What is needed: From the entries provided below, copy each line that contains the word "Result".

Stored data entries
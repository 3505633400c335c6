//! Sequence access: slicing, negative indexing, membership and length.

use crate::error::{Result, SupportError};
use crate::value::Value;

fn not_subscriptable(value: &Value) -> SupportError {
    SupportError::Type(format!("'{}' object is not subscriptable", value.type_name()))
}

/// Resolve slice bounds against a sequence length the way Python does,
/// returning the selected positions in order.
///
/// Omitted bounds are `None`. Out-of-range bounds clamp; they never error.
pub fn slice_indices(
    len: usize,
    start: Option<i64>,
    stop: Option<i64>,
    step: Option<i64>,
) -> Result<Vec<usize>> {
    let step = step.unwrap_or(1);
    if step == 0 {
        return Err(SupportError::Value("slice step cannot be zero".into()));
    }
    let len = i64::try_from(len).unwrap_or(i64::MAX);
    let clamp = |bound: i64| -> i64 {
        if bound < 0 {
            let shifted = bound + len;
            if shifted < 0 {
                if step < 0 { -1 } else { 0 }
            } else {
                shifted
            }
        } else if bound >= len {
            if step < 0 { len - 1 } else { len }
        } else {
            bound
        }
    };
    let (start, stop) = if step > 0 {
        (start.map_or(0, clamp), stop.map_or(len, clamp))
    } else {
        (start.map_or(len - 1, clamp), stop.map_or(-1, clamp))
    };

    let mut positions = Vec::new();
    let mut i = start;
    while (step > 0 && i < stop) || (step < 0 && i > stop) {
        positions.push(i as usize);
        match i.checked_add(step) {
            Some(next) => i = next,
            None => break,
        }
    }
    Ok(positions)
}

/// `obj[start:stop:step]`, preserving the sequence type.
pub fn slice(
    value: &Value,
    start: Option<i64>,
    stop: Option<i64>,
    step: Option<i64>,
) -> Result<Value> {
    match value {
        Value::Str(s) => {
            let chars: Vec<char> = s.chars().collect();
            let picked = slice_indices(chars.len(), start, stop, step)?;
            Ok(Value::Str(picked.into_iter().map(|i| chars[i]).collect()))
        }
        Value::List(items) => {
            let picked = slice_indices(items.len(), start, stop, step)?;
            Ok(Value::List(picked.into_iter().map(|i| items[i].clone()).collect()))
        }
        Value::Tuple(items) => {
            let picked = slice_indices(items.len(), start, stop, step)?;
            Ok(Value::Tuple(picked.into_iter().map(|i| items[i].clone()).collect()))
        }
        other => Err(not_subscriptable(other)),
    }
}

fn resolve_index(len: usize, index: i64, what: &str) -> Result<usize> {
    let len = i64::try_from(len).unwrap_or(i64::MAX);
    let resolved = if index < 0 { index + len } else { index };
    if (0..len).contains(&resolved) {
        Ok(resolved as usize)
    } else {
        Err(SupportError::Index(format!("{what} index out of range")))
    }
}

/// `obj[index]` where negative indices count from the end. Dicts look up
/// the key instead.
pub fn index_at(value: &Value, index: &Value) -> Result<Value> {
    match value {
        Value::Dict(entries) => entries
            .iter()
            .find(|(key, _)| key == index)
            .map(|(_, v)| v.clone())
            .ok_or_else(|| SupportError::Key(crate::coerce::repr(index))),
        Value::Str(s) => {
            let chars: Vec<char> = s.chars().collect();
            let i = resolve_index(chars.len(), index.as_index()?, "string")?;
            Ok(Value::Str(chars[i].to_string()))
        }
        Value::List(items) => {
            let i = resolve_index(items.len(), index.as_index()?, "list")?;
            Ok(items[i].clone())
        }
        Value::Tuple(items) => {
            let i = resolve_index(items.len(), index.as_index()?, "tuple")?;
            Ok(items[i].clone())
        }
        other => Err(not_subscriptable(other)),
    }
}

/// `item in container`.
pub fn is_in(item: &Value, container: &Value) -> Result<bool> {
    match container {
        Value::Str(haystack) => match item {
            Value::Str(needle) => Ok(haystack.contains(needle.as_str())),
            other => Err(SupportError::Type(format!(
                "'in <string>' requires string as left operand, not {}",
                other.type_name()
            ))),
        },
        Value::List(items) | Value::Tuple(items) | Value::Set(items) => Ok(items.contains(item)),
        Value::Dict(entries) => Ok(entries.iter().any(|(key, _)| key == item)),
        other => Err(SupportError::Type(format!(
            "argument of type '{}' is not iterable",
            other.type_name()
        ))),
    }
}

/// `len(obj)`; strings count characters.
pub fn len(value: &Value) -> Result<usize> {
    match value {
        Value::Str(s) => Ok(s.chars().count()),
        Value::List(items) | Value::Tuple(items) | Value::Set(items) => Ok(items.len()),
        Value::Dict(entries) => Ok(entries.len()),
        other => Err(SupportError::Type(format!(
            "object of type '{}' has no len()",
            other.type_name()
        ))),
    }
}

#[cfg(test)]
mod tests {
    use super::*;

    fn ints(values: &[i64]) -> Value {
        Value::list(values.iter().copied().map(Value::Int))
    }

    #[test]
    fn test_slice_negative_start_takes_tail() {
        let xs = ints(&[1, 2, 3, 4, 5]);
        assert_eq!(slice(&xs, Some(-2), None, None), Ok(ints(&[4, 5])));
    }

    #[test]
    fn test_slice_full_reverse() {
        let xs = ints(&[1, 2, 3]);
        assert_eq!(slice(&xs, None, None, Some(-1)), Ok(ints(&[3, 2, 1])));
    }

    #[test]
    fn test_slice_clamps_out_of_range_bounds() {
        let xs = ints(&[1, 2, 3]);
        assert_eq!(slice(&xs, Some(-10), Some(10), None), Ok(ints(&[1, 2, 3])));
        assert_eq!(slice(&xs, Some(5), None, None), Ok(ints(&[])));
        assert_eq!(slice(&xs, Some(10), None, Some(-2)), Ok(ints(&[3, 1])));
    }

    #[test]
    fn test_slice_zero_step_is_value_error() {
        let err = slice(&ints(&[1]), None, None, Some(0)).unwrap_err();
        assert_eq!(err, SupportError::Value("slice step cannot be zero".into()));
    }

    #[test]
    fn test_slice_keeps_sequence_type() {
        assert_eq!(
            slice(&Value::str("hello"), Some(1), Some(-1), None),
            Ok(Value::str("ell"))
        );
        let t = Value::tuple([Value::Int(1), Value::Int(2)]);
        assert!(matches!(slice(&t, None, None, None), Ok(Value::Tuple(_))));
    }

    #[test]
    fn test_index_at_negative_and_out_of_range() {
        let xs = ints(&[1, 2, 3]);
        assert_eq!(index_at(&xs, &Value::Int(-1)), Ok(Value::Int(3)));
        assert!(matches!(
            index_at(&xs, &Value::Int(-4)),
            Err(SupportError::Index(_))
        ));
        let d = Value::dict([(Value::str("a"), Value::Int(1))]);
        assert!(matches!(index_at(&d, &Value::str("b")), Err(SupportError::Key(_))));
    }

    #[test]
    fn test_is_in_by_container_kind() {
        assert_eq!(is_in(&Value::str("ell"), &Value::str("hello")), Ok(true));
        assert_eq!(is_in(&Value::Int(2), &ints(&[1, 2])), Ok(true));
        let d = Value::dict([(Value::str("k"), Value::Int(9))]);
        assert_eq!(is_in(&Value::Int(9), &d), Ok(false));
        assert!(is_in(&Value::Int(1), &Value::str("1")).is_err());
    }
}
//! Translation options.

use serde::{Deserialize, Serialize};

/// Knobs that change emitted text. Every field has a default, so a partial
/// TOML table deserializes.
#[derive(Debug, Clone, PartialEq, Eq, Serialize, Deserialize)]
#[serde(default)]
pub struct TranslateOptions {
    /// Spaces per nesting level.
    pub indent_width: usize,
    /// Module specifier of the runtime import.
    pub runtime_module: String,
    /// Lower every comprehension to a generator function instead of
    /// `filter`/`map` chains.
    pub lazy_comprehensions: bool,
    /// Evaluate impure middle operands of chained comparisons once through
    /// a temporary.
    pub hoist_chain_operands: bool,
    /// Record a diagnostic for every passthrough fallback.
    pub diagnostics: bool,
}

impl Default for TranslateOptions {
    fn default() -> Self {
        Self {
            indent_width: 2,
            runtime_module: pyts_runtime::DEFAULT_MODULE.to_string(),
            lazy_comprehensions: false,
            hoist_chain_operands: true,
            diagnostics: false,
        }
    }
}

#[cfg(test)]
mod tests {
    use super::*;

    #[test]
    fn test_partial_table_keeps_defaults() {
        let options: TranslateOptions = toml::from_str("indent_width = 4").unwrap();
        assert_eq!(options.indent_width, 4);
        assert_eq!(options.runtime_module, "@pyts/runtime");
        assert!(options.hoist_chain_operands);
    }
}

Solution to this task:
use crate::error::{Result, SupportError};
) -> Result<Vec<usize>> {
) -> Result<Value> {
fn resolve_index(len: usize, index: i64, what: &str) -> Result<usize> {
pub fn index_at(value: &Value, index: &Value) -> Result<Value> {
pub fn is_in(item: &Value, container: &Value) -> Result<bool> {
pub fn len(value: &Value) -> Result<usize> {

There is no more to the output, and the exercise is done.